Peloton rubbishes takeover speculation as new CEO strikes defiant tone

Peloton has suffered a rollercoaster in 2022 with shares surging nearly 40% last week

Peloton’s new chief executive officer has struck a defiant tone by refusing to countenance a takeover any time soon, despite increasingly desperate calls for the firm to shore up its flagging business.

In one of his first interviews since accepting the poisoned chalice, Barry McCarthy affirmed to the FT that the company would not change hands for the “foreseeable future,” sending shares crashing over 5% as investors digested the unwelcome tidings from the top.

McCarthy said his role is to secure long-term growth and he is not interested in overseeing a sale to the likes of Amazon, Nike or Apple, which he insists was always unlikely.

Instead, the newly-installed chief exec favors positioning Peloton as “a connected fitness company, not a bike company,” staking the firm’s future on digital screens rather than exercise bikes.

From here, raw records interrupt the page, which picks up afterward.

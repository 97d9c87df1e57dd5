//! Serde types for Codebeamer V3 request bodies and response helpers.
//!
//! Responses are kept as `serde_json::Value`; only the handful of fields
//! the composite operations navigate (ids, parent refs, item lists) are read.

use serde::{Deserialize, Serialize};
use serde_json::{json, Map, Value};

/// Largest page size the API accepts
pub const MAX_PAGE_SIZE: u32 = 500;

// ============================================================================
// Request bodies
// ============================================================================

#[derive(Debug, Clone)]
pub struct QueryRequest {
  pub query_string: String,
  pub page: u32,
  pub page_size: u32,
}

impl QueryRequest {
  pub fn first_page(query_string: String, page_size: u32) -> Self {
    Self {
      query_string,
      page: 1,
      page_size,
    }
  }

  pub fn to_value(&self) -> Value {
    json!({
      "queryString": self.query_string,
      "page": self.page,
      "pageSize": self.page_size,
    })
  }
}

/// Fields of a new tracker item.
#[derive(Debug, Clone, Default, PartialEq)]
pub struct NewItem {
  pub tracker_id: u64,
  pub summary: String,
  pub description: Option<String>,
  /// Additional fields, merged over the standard ones
  pub fields: Map<String, Value>,
  pub parent_id: Option<u64>,
}

impl NewItem {
  pub fn to_body(&self) -> Value {
    let mut body = Map::new();
    body.insert("tracker".into(), reference(self.tracker_id));
    body.insert("summary".into(), Value::String(self.summary.clone()));
    if let Some(description) = self.description.as_ref().filter(|d| !d.is_empty()) {
      body.insert("description".into(), Value::String(description.clone()));
    }
    body.extend(self.fields.clone());
    if let Some(parent_id) = self.parent_id {
      body.insert("parent".into(), reference(parent_id));
    }
    Value::Object(body)
  }
}

/// One entry of a bulk field update.
#[derive(Debug, Clone, PartialEq, Serialize, Deserialize)]
#[serde(rename_all = "camelCase", deny_unknown_fields)]
pub struct FieldUpdate {
  pub item_id: u64,
  #[serde(default)]
  pub fields: Map<String, Value>,
}

/// Association operations.
#[derive(Debug, Clone, PartialEq)]
pub enum Association {
  Create {
    from_item_id: u64,
    to_item_id: u64,
    kind: Option<String>,
  },
  /// Read the relations of an item
  Get { item_id: u64 },
  Delete { association_id: u64 },
}

impl Association {
  pub fn create_body(from_item_id: u64, to_item_id: u64, kind: Option<&str>) -> Value {
    json!({
      "from": reference(from_item_id),
      "to": reference(to_item_id),
      "type": kind.unwrap_or("related"),
    })
  }
}

/// `{"id": n}` reference object
pub fn reference(id: u64) -> Value {
  json!({ "id": id })
}

// ============================================================================
// Response helpers
// ============================================================================

/// Keys under which list endpoints wrap their results
const LIST_KEYS: &[&str] = &["items", "itemRefs", "references"];

/// Extract a list of entities from a response that is either a bare array
/// or an object wrapping one. Anything else yields an empty list.
pub fn extract_list(value: &Value) -> Vec<Value> {
  match value {
    Value::Array(items) => items.clone(),
    Value::Object(map) => LIST_KEYS
      .iter()
      .find_map(|key| map.get(*key).and_then(Value::as_array))
      .cloned()
      .unwrap_or_default(),
    _ => Vec::new(),
  }
}

/// Numeric `id` of an entity.
pub fn entity_id(value: &Value) -> Option<u64> {
  value.get("id").and_then(Value::as_u64)
}

/// Id of the item's parent, when the item references one.
pub fn parent_id(item: &Value) -> Option<u64> {
  item.get("parent").and_then(entity_id)
}

/// Keep only `id` and the requested fields of an entity.
pub fn project_fields(item: Value, fields: &[String]) -> Value {
  match item {
    Value::Object(map) => Value::Object(
      map
        .into_iter()
        .filter(|(key, _)| key == "id" || fields.iter().any(|f| f == key))
        .collect(),
    ),
    other => other,
  }
}

#[cfg(test)]
mod tests {
  use super::*;

  #[test]
  fn test_extract_list_shapes() {
    assert_eq!(extract_list(&json!([{"id": 1}])).len(), 1);
    assert_eq!(extract_list(&json!({"items": [{"id": 1}, {"id": 2}]})).len(), 2);
    assert_eq!(extract_list(&json!({"itemRefs": [{"id": 3}]})).len(), 1);
    assert!(extract_list(&json!({"total": 0})).is_empty());
    assert!(extract_list(&Value::Null).is_empty());
  }

  #[test]
  fn test_parent_id() {
    assert_eq!(parent_id(&json!({"id": 5, "parent": {"id": 1}})), Some(1));
    assert_eq!(parent_id(&json!({"id": 5})), None);
    assert_eq!(parent_id(&json!({"id": 5, "parent": null})), None);
  }

  #[test]
  fn test_new_item_body() {
    let mut fields = Map::new();
    fields.insert("priority".into(), json!("High"));
    let item = NewItem {
      tracker_id: 50,
      summary: "New bug".into(),
      description: Some("Steps".into()),
      fields,
      parent_id: Some(7),
    };

    assert_eq!(
      item.to_body(),
      json!({
        "tracker": {"id": 50},
        "summary": "New bug",
        "description": "Steps",
        "priority": "High",
        "parent": {"id": 7},
      })
    );
  }

  #[test]
  fn test_new_item_omits_empty_description() {
    let item = NewItem {
      tracker_id: 1,
      summary: "s".into(),
      description: Some(String::new()),
      ..NewItem::default()
    };
    assert!(item.to_body().get("description").is_none());
  }

  #[test]
  fn test_association_defaults_to_related() {
    let body = Association::create_body(1, 2, None);
    assert_eq!(body["type"], json!("related"));
    assert_eq!(body["to"], json!({"id": 2}));
  }

  #[test]
  fn test_project_fields_keeps_id() {
    let item = json!({"id": 1, "name": "x", "priority": "High", "status": "Open"});
    let projected = project_fields(item, &["priority".to_string()]);
    assert_eq!(projected, json!({"id": 1, "priority": "High"}));
  }

  #[test]
  fn test_field_update_wire_names() {
    let update: FieldUpdate =
      serde_json::from_value(json!({"itemId": 9, "fields": {"status": "Done"}})).unwrap();
    assert_eq!(update.item_id, 9);
    assert_eq!(serde_json::to_value(&update).unwrap()["itemId"], json!(9));
  }
}
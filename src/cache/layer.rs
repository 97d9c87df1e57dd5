//! Cache layer that orchestrates caching logic with rate-limited fetching.

use std::future::Future;
use std::sync::Arc;
use std::time::Duration;
use tracing::debug;

use super::storage::ResponseCache;
use super::traits::{CachePolicy, CacheResult, QueryKey};
use crate::limiter::{LimiterError, RateLimiter};
use crate::stats::Stats;

/// Cache layer that decides between the cache and the network.
///
/// Every network fetch passes the rate limiter first and is counted as one
/// API call. Only successful fetches of cacheable requests are stored.
pub struct CacheLayer<V> {
  cache: ResponseCache<V>,
  limiter: RateLimiter,
  stats: Arc<Stats>,
}

impl<V: Clone> CacheLayer<V> {
  pub fn new(max_calls: usize, window: Duration, default_ttl: Duration) -> Result<Self, LimiterError> {
    let stats = Arc::new(Stats::new());
    Ok(Self {
      cache: ResponseCache::new(default_ttl, Arc::clone(&stats)),
      limiter: RateLimiter::new(max_calls, window)?,
      stats,
    })
  }

  pub fn cache(&self) -> &ResponseCache<V> {
    &self.cache
  }

  pub fn limiter(&self) -> &RateLimiter {
    &self.limiter
  }

  pub fn stats(&self) -> &Stats {
    &self.stats
  }

  /// Fetch with cache-first strategy.
  ///
  /// 1. Cacheable request with a live entry: return it, no network call
  /// 2. Otherwise wait for the rate limiter and call the fetcher
  /// 3. Store a successful result when the request is cacheable
  ///
  /// Failures are returned as-is and never cached.
  pub async fn fetch<K, F, Fut, E>(
    &self,
    key: &K,
    policy: CachePolicy,
    fetcher: F,
  ) -> Result<CacheResult<V>, E>
  where
    K: QueryKey + ?Sized,
    F: FnOnce() -> Fut,
    Fut: Future<Output = Result<V, E>>,
  {
    if policy.is_cacheable() {
      if let Some(cached) = self.cache.lookup(key) {
        return Ok(CacheResult::from_cache(cached.value, cached.cached_at));
      }
    }

    let waited = self.limiter.admit().await;
    if !waited.is_zero() {
      debug!(waited_ms = waited.as_millis() as u64, "Admitted after rate limit wait");
    }
    self.stats.record_api_call();

    let data = fetcher().await?;
    if policy.is_cacheable() {
      self.cache.store(key, data.clone(), policy.ttl());
    }
    Ok(CacheResult::from_network(data))
  }
}
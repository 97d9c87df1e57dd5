//! In-memory response storage with per-entry expiry.

use chrono::{DateTime, Utc};
use std::collections::HashMap;
use std::sync::{Arc, Mutex, MutexGuard, PoisonError};
use std::time::Duration;
use tokio::time::Instant;
use tracing::debug;

use super::traits::{CachedValue, QueryKey};
use crate::stats::Stats;

struct CacheEntry<V> {
  value: V,
  /// Monotonic store time, drives expiry
  stored_at: Instant,
  /// Wall-clock store time, reported to callers
  cached_at: DateTime<Utc>,
  ttl: Duration,
  /// Request identity, matched by targeted eviction
  identity: String,
}

impl<V> CacheEntry<V> {
  fn is_live(&self, now: Instant) -> bool {
    now.saturating_duration_since(self.stored_at) <= self.ttl
  }

  fn matches(&self, hash: &str, pattern: &str) -> bool {
    self.identity.contains(pattern) || hash.contains(pattern)
  }
}

/// Key/value response cache keyed by request fingerprint.
///
/// Every `lookup` counts exactly one hit or one miss in the shared [`Stats`].
/// The map is guarded by a single lock that is only held for the duration
/// of one lookup, store or eviction.
pub struct ResponseCache<V> {
  entries: Mutex<HashMap<String, CacheEntry<V>>>,
  default_ttl: Duration,
  stats: Arc<Stats>,
}

impl<V: Clone> ResponseCache<V> {
  pub fn new(default_ttl: Duration, stats: Arc<Stats>) -> Self {
    Self {
      entries: Mutex::new(HashMap::new()),
      default_ttl,
      stats,
    }
  }

  fn entries(&self) -> MutexGuard<'_, HashMap<String, CacheEntry<V>>> {
    self.entries.lock().unwrap_or_else(PoisonError::into_inner)
  }

  /// Return the live entry for `key`, evicting it first if it has expired.
  pub fn lookup<K: QueryKey + ?Sized>(&self, key: &K) -> Option<CachedValue<V>> {
    let hash = key.cache_hash();
    let now = Instant::now();
    let mut entries = self.entries();

    let live = match entries.get(&hash) {
      Some(entry) if entry.is_live(now) => Some(CachedValue {
        value: entry.value.clone(),
        cached_at: entry.cached_at,
      }),
      Some(_) => {
        entries.remove(&hash);
        debug!(key = %short(&hash), "Evicted expired cache entry");
        None
      }
      None => None,
    };
    drop(entries);

    match live {
      Some(cached) => {
        self.stats.record_hit();
        debug!(key = %short(&hash), "Cache hit");
        Some(cached)
      }
      None => {
        self.stats.record_miss();
        None
      }
    }
  }

  /// Store `value` under `key`, replacing any previous entry.
  ///
  /// `ttl` of `None` uses the cache's default TTL. Expired entries are
  /// purged on every store, so keys that are never read again do not pile up.
  pub fn store<K: QueryKey + ?Sized>(&self, key: &K, value: V, ttl: Option<Duration>) {
    let now = Instant::now();
    let entry = CacheEntry {
      value,
      stored_at: now,
      cached_at: Utc::now(),
      ttl: ttl.unwrap_or(self.default_ttl),
      identity: key.description(),
    };

    let mut entries = self.entries();
    let before = entries.len();
    entries.retain(|_, entry| entry.is_live(now));
    let purged = before - entries.len();
    if purged > 0 {
      debug!(purged, "Purged expired cache entries");
    }
    entries.insert(key.cache_hash(), entry);
  }

  /// Remove every entry whose request identity or hash contains `pattern`.
  pub fn evict_matching(&self, pattern: &str) -> usize {
    let mut entries = self.entries();
    let before = entries.len();
    entries.retain(|hash, entry| !entry.matches(hash, pattern));
    let evicted = before - entries.len();
    debug!(pattern, evicted, "Evicted cache entries by pattern");
    evicted
  }

  /// Drop the entire cache, returning how many entries were removed.
  pub fn clear(&self) -> usize {
    let mut entries = self.entries();
    let count = entries.len();
    entries.clear();
    count
  }

  /// Number of stored entries. Entries that expired since the last store
  /// are counted until the next store or lookup of their key.
  pub fn len(&self) -> usize {
    self.entries().len()
  }

  #[cfg(test)]
  pub fn is_empty(&self) -> bool {
    self.len() == 0
  }
}

fn short(hash: &str) -> &str {
  hash.get(..8).unwrap_or(hash)
}
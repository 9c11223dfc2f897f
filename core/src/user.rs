//! The authenticated user.

use serde::{Deserialize, Serialize};

/// Account kind as the site classifies it.
#[derive(Debug, Clone, Copy, PartialEq, Eq, Serialize, Deserialize)]
#[serde(rename_all = "lowercase")]
pub enum UserKind {
    School,
    Student,
    Teacher,
}

/// Identity of the logged-in user. Only `id` is known after login; the
/// profile fields keep their defaults until something fills them in.
#[derive(Debug, Clone, Default, PartialEq, Eq, Serialize, Deserialize)]
pub struct User {
    pub id: u64,
    #[serde(default)]
    pub first_name: String,
    #[serde(default)]
    pub last_name: String,
    #[serde(default)]
    pub email: String,
    #[serde(default)]
    pub country: String,
    #[serde(default)]
    pub city: String,
    #[serde(default)]
    pub kind: Option<UserKind>,
    #[serde(default)]
    pub school: Option<String>,
    #[serde(default)]
    pub grade: Option<u8>,
    #[serde(default)]
    pub graduate_year: Option<u16>,
}

impl User {
    pub fn new(id: u64) -> Self {
        Self {
            id,
            ..Self::default()
        }
    }
}
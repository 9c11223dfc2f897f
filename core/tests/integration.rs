//! End-to-end session against the live mock server.
//!
//! # Design
//! Starts the mock server on a random port, then drives `InformaticsClient`
//! with the real `UreqTransport`: login handshake, cookie-carried session,
//! multipart submission and every typed endpoint, including the backend's
//! quirky responses.

use informatics_core::{
    ApiError, ClientConfig, InformaticsClient, Payload, RunsFilter, TransportErrorKind,
};

fn start_server() -> std::net::SocketAddr {
    let std_listener = std::net::TcpListener::bind("127.0.0.1:0").unwrap();
    let addr = std_listener.local_addr().unwrap();
    std_listener.set_nonblocking(true).unwrap();

    std::thread::spawn(move || {
        let rt = tokio::runtime::Builder::new_current_thread()
            .enable_all()
            .build()
            .unwrap();
        rt.block_on(async {
            let listener = tokio::net::TcpListener::from_std(std_listener).unwrap();
            mock_server::run(listener).await
        })
        .unwrap();
    });

    addr
}

fn client(addr: std::net::SocketAddr) -> InformaticsClient {
    InformaticsClient::new(ClientConfig::default().with_origin(&format!("http://{addr}/")))
}

#[test]
fn judge_session_lifecycle() {
    let addr = start_server();
    let client = client(addr);

    // Step 1: nothing is sent before login.
    let err = client.get_run_source(1).unwrap_err();
    assert!(matches!(err, ApiError::Unauthorized));

    // Step 2: wrong password is a plain `false`.
    assert!(!client.login(mock_server::USERNAME, "wrong").unwrap());
    assert!(client.user().is_none());

    // Step 3: real login.
    assert!(client
        .login(mock_server::USERNAME, mock_server::PASSWORD)
        .unwrap());
    assert_eq!(client.user().unwrap().id, mock_server::USER_ID);

    // Step 4: backend rejects an empty file through the envelope.
    let rejected = client.submit_source(3443, "main.py", Vec::new(), 27).unwrap();
    assert!(!rejected.success());
    assert_eq!(rejected.reason(), "Empty file");

    // Step 5: submit from disk; the backend answers `result`, not `status`.
    let path = std::env::temp_dir().join(format!("informatics-{}.py", std::process::id()));
    std::fs::write(&path, "print(1)").unwrap();
    let submitted = client.submit_problem(3443, &path, 27).unwrap();
    std::fs::remove_file(&path).unwrap();
    assert!(submitted.success());
    assert_eq!(submitted.payload, Payload::Absent);

    // Step 6: own runs.
    let runs = client
        .get_self_runs(3443, &RunsFilter::default())
        .unwrap()
        .into_data()
        .unwrap();
    assert_eq!(runs.len(), 1);
    assert_eq!(runs[0].language_id, 27);
    let run_id = runs[0].id;

    // Step 7: source.
    let source = client.get_run_source(run_id).unwrap().into_data().unwrap();
    assert_eq!(source.source, "print(1)");
    assert_eq!(source.lang_id, 27);

    // Step 8: protocol has no status key; success comes from HTTP 200.
    let protocol = client.get_protocol(run_id).unwrap();
    assert!(protocol.success());
    let tests = protocol.into_data().unwrap();
    assert_eq!(tests.len(), mock_server::TEST_COUNT);
    assert_eq!(tests[0].number, "1");

    // Step 9: unknown run; JSON error for source, HTML 404 for protocol.
    let missing = client.get_run_source(999).unwrap();
    assert!(!missing.success());
    assert_eq!(missing.reason(), "Run not found");

    let missing = client.get_protocol(999).unwrap();
    assert!(!missing.success());
    assert_eq!(missing.reason(), "Failed to parse");
    assert_eq!(missing.envelope.status_code, 404);

    // Step 10: reads may run in parallel on one session.
    std::thread::scope(|s| {
        let handles: Vec<_> = (0..4)
            .map(|_| s.spawn(|| client.get_run_source(run_id).unwrap().success()))
            .collect();
        for handle in handles {
            assert!(handle.join().unwrap());
        }
    });
}

#[test]
fn unreachable_site_is_a_transport_error() {
    let addr = {
        let listener = std::net::TcpListener::bind("127.0.0.1:0").unwrap();
        listener.local_addr().unwrap()
    };
    let err = client(addr).login("a", "b").unwrap_err();
    match err {
        ApiError::Transport(e) => assert_ne!(e.kind, TransportErrorKind::Timeout),
        other => panic!("expected transport error, got {other:?}"),
    }
}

The former Netflix and Spotify chief financial officer replaced John Foley in the hot seat last week after his predecessor was ousted under a cloud of recriminations over turgid performance and accusations of mismanagement.

Championing “higher margins” as the solution to Peloton’s ills, McCarthy has chosen to prioritize content, products and global expansion in a three-pronged plan of attack to dig the company out of the hole the hard way. He said: “If I thought it was likely that the business was going to be acquired in the foreseeable future, I can’t imagine it would be a rational act to move across the country. There are lots of other things I could be doing with my time that are quite lucrative than hanging out with a business that’s about to be sold.”

A sale cannot be entirely ruled out, however, as the final decision rests with Foley and other members of Peloton’s governing board, who collectively control 80% voting power in the business.

Peloton has suffered a rollercoaster in 2022 with shares surging nearly 40% last week amid widely-held expectations that a sale to Marriott, Microsoft or even Goop could be in the offing, although this comes on the back of a 70% collapse in 2021.